Now I’m going to percuss,” Frederick Wang says just before delivering a sharp tap to Mason Danna’s back. “Can you exhale and hold that exhale for me?”
With Wang clad in a white lab coat and Danna perched on an examination table in a hospital gown, the pair look like a doctor conducting a routine physical and his patient. Except that Wang nervously smirks and chuckles as he asks Danna to move various body parts about. And a third party, Ken Lavergne, is observing each step and scribbling notes.
Wang and Danna are, in fact, Texas A&M University medical students learning to conduct a head-to-toe examination of a patient. Lavergne, a teaching associate, is here, in this small room in Houston Methodist Hospital, to suggest improvements to their technique. When Wang is finished, the two young men will switch roles.
“No signs of scoliosis,” Wang says as he runs his hands along Danna’s back. “I’m going to palpate down the spine, on the side of the spine, transverse processes. Any tenderness? I’m going to find your sacroiliac joint.”
Anyone who isn’t a medical professional will probably need a translation of what Wang is saying. “Palpate” is doctor-speak for examining by touch. Transverse processes are the bony projections off the sides of each vertebra. Sacroiliac joints sit between your hip bones and your spine.
Medical school requires mastering a distinctive language, and Wang and Danna, who are only a few months into their training, will have to learn many more vocabulary words before they get their degrees. To become an MD in the United States, students typically spend two years in classrooms and labs, listening to lectures and memorizing vast reams of terminology regarding human anatomy, drugs, and diseases. That’s followed by two years of supervised clinical training, when they are drilled in medicine’s established best practices.

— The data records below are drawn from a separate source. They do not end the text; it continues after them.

//! Shared fixtures: an in-memory server with deterministic LLM providers and
//! helpers that walk the OAuth flow over the router.

#![allow(dead_code)]

use std::sync::Arc;

use async_trait::async_trait;
use axum::Router;
use axum::body::Body;
use axum::http::{HeaderMap, Method, Request, StatusCode, header};
use base64::Engine;
use base64::engine::general_purpose::STANDARD;
use serde_json::{Value, json};
use tower::ServiceExt;
use url::Url;
use uuid::Uuid;

use picard_mcp::client::{CompletionProvider, EmbeddingProvider};
use picard_mcp::config::Config;
use picard_mcp::error::ClientResult;
use picard_mcp::server::Repositories;
use picard_mcp::server::oauth::pkce::{challenge_s256, generate_verifier};
use picard_mcp::server::transport::{HttpState, create_router};

pub const REDIRECT_URI: &str = "https://app.example.com/callback";
pub const PASSWORD: &str = "correct horse battery";
pub const ADMIN_TOKEN: &str = "test-admin-token";

/// One axis per keyword, so texts sharing a keyword score 1.0.
pub struct KeywordEmbedder;

#[async_trait]
impl EmbeddingProvider for KeywordEmbedder {
    async fn embed(&self, text: &str) -> ClientResult<Vec<f32>> {
        Ok(["coffee", "hiking", "music", "rust"]
            .iter()
            .map(|word| if text.to_lowercase().contains(word) { 1.0 } else { 0.0 })
            .collect())
    }

    fn dimensions(&self) -> usize {
        4
    }
}

/// Echoes the prompt back so tests can see what the model was given.
pub struct EchoCompleter;

#[async_trait]
impl CompletionProvider for EchoCompleter {
    async fn complete(&self, prompt: &str) -> ClientResult<String> {
        Ok(format!("ECHO: {prompt}"))
    }
}

pub struct TestApp {
    pub router: Router,
    pub state: Arc<HttpState>,
}

impl TestApp {
    pub fn new() -> Self {
        Self::with_config(&Config::for_testing("http://127.0.0.1:9"))
    }

    pub fn with_config(config: &Config) -> Self {
        Self::with_repositories(config, Repositories::in_memory())
    }

    pub fn with_repositories(config: &Config, repos: Repositories) -> Self {
        let state = Arc::new(HttpState::new(
            config,
            repos,
            Arc::new(KeywordEmbedder),
            Arc::new(EchoCompleter),
        ));
        Self { router: create_router(Arc::clone(&state)), state }
    }

    /// Send one request and decode the body as JSON, falling back to a
    /// string for HTML and an empty body to null.
    pub async fn send(&self, request: Request<Body>) -> (StatusCode, HeaderMap, Value) {
        let response = self.router.clone().oneshot(request).await.unwrap();
        let status = response.status();
        let headers = response.headers().clone();
        let bytes = axum::body::to_bytes(response.into_body(), usize::MAX).await.unwrap();
        let body = if bytes.is_empty() {
            Value::Null
        } else {
            serde_json::from_slice(&bytes)
                .unwrap_or_else(|_| Value::String(String::from_utf8_lossy(&bytes).into_owned()))
        };
        (status, headers, body)
    }

    pub async fn get(&self, uri: &str, bearer: Option<&str>) -> (StatusCode, HeaderMap, Value) {
        let mut builder = Request::get(uri);
        if let Some(token) = bearer {
            builder = builder.header(header::AUTHORIZATION, format!("Bearer {token}"));
        }
        self.send(builder.body(Body::empty()).unwrap()).await
    }

    pub async fn post_json(
        &self,
        uri: &str,
        bearer: Option<&str>,
        body: &Value,
    ) -> (StatusCode, HeaderMap, Value) {
        self.send_json(Method::POST, uri, bearer, body).await
    }

    pub async fn put_json(
        &self,
        uri: &str,
        bearer: Option<&str>,
        body: &Value,
    ) -> (StatusCode, HeaderMap, Value) {
        self.send_json(Method::PUT, uri, bearer, body).await
    }

    async fn send_json(
        &self,
        method: Method,
        uri: &str,
        bearer: Option<&str>,
        body: &Value,
    ) -> (StatusCode, HeaderMap, Value) {
        let mut builder = Request::builder()
            .method(method)
            .uri(uri)
            .header(header::CONTENT_TYPE, "application/json");
        if let Some(token) = bearer {
            builder = builder.header(header::AUTHORIZATION, format!("Bearer {token}"));
        }
        self.send(builder.body(Body::from(body.to_string())).unwrap()).await
    }

    pub async fn post_form(
        &self,
        uri: &str,
        form: &[(&str, &str)],
    ) -> (StatusCode, HeaderMap, Value) {
        let encoded = serde_urlencoded::to_string(form).unwrap();
        let request = Request::post(uri)
            .header(header::CONTENT_TYPE, "application/x-www-form-urlencoded")
            .body(Body::from(encoded))
            .unwrap();
        self.send(request).await
    }

    /// Register a client through `/register`.
    pub async fn register_client(&self, confidential: bool, scope: Option<&str>) -> Client {
        let mut body = json!({
            "client_name": "Test App",
            "redirect_uris": [REDIRECT_URI],
            "is_confidential": confidential
        });
        if let Some(scope) = scope {
            body["scope"] = json!(scope);
        }
        let (status, _, body) = self.post_json("/register", None, &body).await;
        assert_eq!(status, StatusCode::CREATED, "{body}");
        Client {
            client_id: body["client_id"].as_str().unwrap().to_string(),
            client_secret: body["client_secret"].as_str().map(str::to_string),
        }
    }

    /// Sign up through `/users`.
    pub async fn create_user(&self, username: &str) -> Uuid {
        let (status, _, body) = self
            .post_json("/users", None, &json!({"username": username, "password": PASSWORD}))
            .await;
        assert_eq!(status, StatusCode::CREATED, "{body}");
        body["id"].as_str().unwrap().parse().unwrap()
    }

    /// `GET /authorize` with HTTP Basic user credentials; returns the redirect.
    pub async fn authorize(
        &self,
        client: &Client,
        username: &str,
        scope: Option<&str>,
        challenge: &str,
    ) -> (StatusCode, Option<Url>) {
        let mut url = Url::parse("http://localhost/authorize").unwrap();
        {
            let mut pairs = url.query_pairs_mut();
            pairs
                .append_pair("response_type", "code")
                .append_pair("client_id", &client.client_id)
                .append_pair("redirect_uri", REDIRECT_URI)
                .append_pair("state", "xyz")
                .append_pair("code_challenge", challenge)
                .append_pair("code_challenge_method", "S256");
            if let Some(scope) = scope {
                pairs.append_pair("scope", scope);
            }
        }
        let uri = format!("{}?{}", url.path(), url.query().unwrap_or_default());
        let credentials = STANDARD.encode(format!("{username}:{PASSWORD}"));
        let request = Request::get(uri)
            .header(header::AUTHORIZATION, format!("Basic {credentials}"))
            .body(Body::empty())
            .unwrap();

        let (status, headers, _) = self.send(request).await;
        let location = headers
            .get(header::LOCATION)
            .and_then(|v| v.to_str().ok())
            .and_then(|v| Url::parse(v).ok());
        (status, location)
    }

    /// Walk the whole code flow and return the token response.
    pub async fn obtain_tokens(
        &self,
        client: &Client,
        username: &str,
        scope: Option<&str>,
    ) -> Value {
        let verifier = generate_verifier();
        let (status, location) =
            self.authorize(client, username, scope, &challenge_s256(&verifier)).await;
        assert_eq!(status, StatusCode::FOUND);
        let code = query_param(&location.unwrap(), "code").unwrap();

        let (status, _, body) = self.exchange_code(client, &code, &verifier).await;
        assert_eq!(status, StatusCode::OK, "{body}");
        body
    }

    pub async fn exchange_code(
        &self,
        client: &Client,
        code: &str,
        verifier: &str,
    ) -> (StatusCode, HeaderMap, Value) {
        let mut form = vec![
            ("grant_type", "authorization_code"),
            ("code", code),
            ("redirect_uri", REDIRECT_URI),
            ("code_verifier", verifier),
        ];
        client.push_credentials(&mut form);
        self.post_form("/token", &form).await
    }

    pub async fn refresh(
        &self,
        client: &Client,
        refresh_token: &str,
    ) -> (StatusCode, HeaderMap, Value) {
        let mut form = vec![("grant_type", "refresh_token"), ("refresh_token", refresh_token)];
        client.push_credentials(&mut form);
        self.post_form("/token", &form).await
    }

    /// Call a tool over REST with a bearer token.
    pub async fn call_tool(&self, token: &str, name: &str, args: &Value) -> (StatusCode, Value) {
        let (status, _, body) = self.post_json(&format!("/tools/{name}"), Some(token), args).await;
        (status, body)
    }

    /// A user with a full-scope access token from a fresh public client.
    pub async fn user_with_token(&self, username: &str) -> (Uuid, String) {
        let user_id = self.create_user(username).await;
        let client = self.register_client(false, None).await;
        let tokens = self.obtain_tokens(&client, username, None).await;
        (user_id, tokens["access_token"].as_str().unwrap().to_string())
    }
}

#[derive(Debug, Clone)]
pub struct Client {
    pub client_id: String,
    pub client_secret: Option<String>,
}

impl Client {
    pub fn push_credentials<'a>(&'a self, form: &mut Vec<(&'a str, &'a str)>) {
        form.push(("client_id", &self.client_id));
        if let Some(secret) = self.client_secret.as_deref() {
            form.push(("client_secret", secret));
        }
    }
}

pub fn query_param(url: &Url, name: &str) -> Option<String> {
    url.query_pairs().find(|(k, _)| k == name).map(|(_, v)| v.into_owned())
}
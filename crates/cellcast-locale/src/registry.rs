//! The read-only table of supported locales.

use crate::locale::NumberLocale;
use cellcast_api::LocaleTag;
use once_cell::sync::Lazy;
use std::collections::HashMap;

/// The process default: English conventions, `.` decimal and `,` grouping.
pub const ENGLISH: NumberLocale = NumberLocale::new("en", '.', ',', 'e');

/// Every registered locale. Entries are filed under lowercase tags; a
/// regional entry is present only where it differs from its primary
/// language (de-CH keeps the dot decimal and groups with an apostrophe).
static LOCALES: &[NumberLocale] = &[
    ENGLISH,
    NumberLocale::new("cs", ',', '\u{00A0}', 'e'),
    NumberLocale::new("da", ',', '.', 'e'),
    NumberLocale::new("de", ',', '.', 'e'),
    NumberLocale::new("de-ch", '.', '\u{2019}', 'e'),
    NumberLocale::new("es", ',', '.', 'e'),
    NumberLocale::new("fi", ',', '\u{00A0}', 'e'),
    NumberLocale::new("fr", ',', '\u{202F}', 'e'),
    NumberLocale::new("it", ',', '.', 'e'),
    NumberLocale::new("ja", '.', ',', 'e'),
    NumberLocale::new("nl", ',', '.', 'e'),
    NumberLocale::new("pl", ',', '\u{00A0}', 'e'),
    NumberLocale::new("pt", ',', '.', 'e'),
    NumberLocale::new("ru", ',', '\u{00A0}', 'e'),
    NumberLocale::new("sv", ',', '\u{00A0}', 'e'),
    NumberLocale::new("tr", ',', '.', 'e'),
    NumberLocale::new("zh", '.', ',', 'e'),
];

/// Lowercase tag index over [`LOCALES`], built on first lookup and immutable
/// afterwards.
static BY_TAG: Lazy<HashMap<&'static str, NumberLocale>> =
    Lazy::new(|| LOCALES.iter().map(|locale| (locale.tag(), *locale)).collect());

/// Finds the locale registered for `tag`.
///
/// Lookup is ASCII-case-insensitive: the exact tag first, then its primary
/// language subtag (`"de-AT"` falls back to `"de"`). Returns `None` when
/// neither is registered; the registry never substitutes [`ENGLISH`] on its
/// own.
pub fn lookup(tag: &LocaleTag) -> Option<NumberLocale> {
    let lowered = tag.as_str().to_ascii_lowercase();
    if let Some(locale) = BY_TAG.get(lowered.as_str()) {
        return Some(*locale);
    }
    let primary = tag.primary_subtag().to_ascii_lowercase();
    BY_TAG.get(primary.as_str()).copied()
}

/// All registered locales, in table order.
pub fn all() -> &'static [NumberLocale] {
    LOCALES
}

What’s not prioritized—what’s often actively discouraged—is thinking beyond medicine’s established vocabulary and methods. But as scientific advances have made the tools available to physicians exponentially more complex, some educators have begun to wonder whether medicine might be well served by a new sort of doctor—one schooled not merely in what the latest technology does but also in how it works. That sort of physician would be equipped not only to make better use of existing medical tools and methods but to envision ways to improve them.
One result of this sort of thinking is the inaugural class of EnMed, an offshoot of Texas A&M’s medical program, that began this past June. The school has maintained a partnership with Houston Methodist since 2014, sending some of its students there each year to complete the clinical rotation portion of their educations. But this new venture is unlike virtually any other medical training program in the world.
Where most medical schools favor applicants with science degrees—biology and chemistry usually foremost among them—EnMed selects students, such as Wang and Danna, with a background in engineering or computer science. The expectation is that they will be able to apply their prior educations to their medical classes in unusual ways. “Take petroleum engineers,” says Dr. Timothy Boone, Houston Methodist’s head of urology, who also oversees the hospital’s academic partnerships. “It’s pumps and pipes and valves. So maybe they’re the new cardiovascular surgeons because they’re bringing the fluid dynamics side of engineering into cardiovascular surgery.”
This collaboration between Houston Methodist and A&M’s engineering and medical schools views its future graduates, who will earn both an MD and an engineering master’s degree, as more than just doctors. EnMed’s leadership calls them “physicianeers.”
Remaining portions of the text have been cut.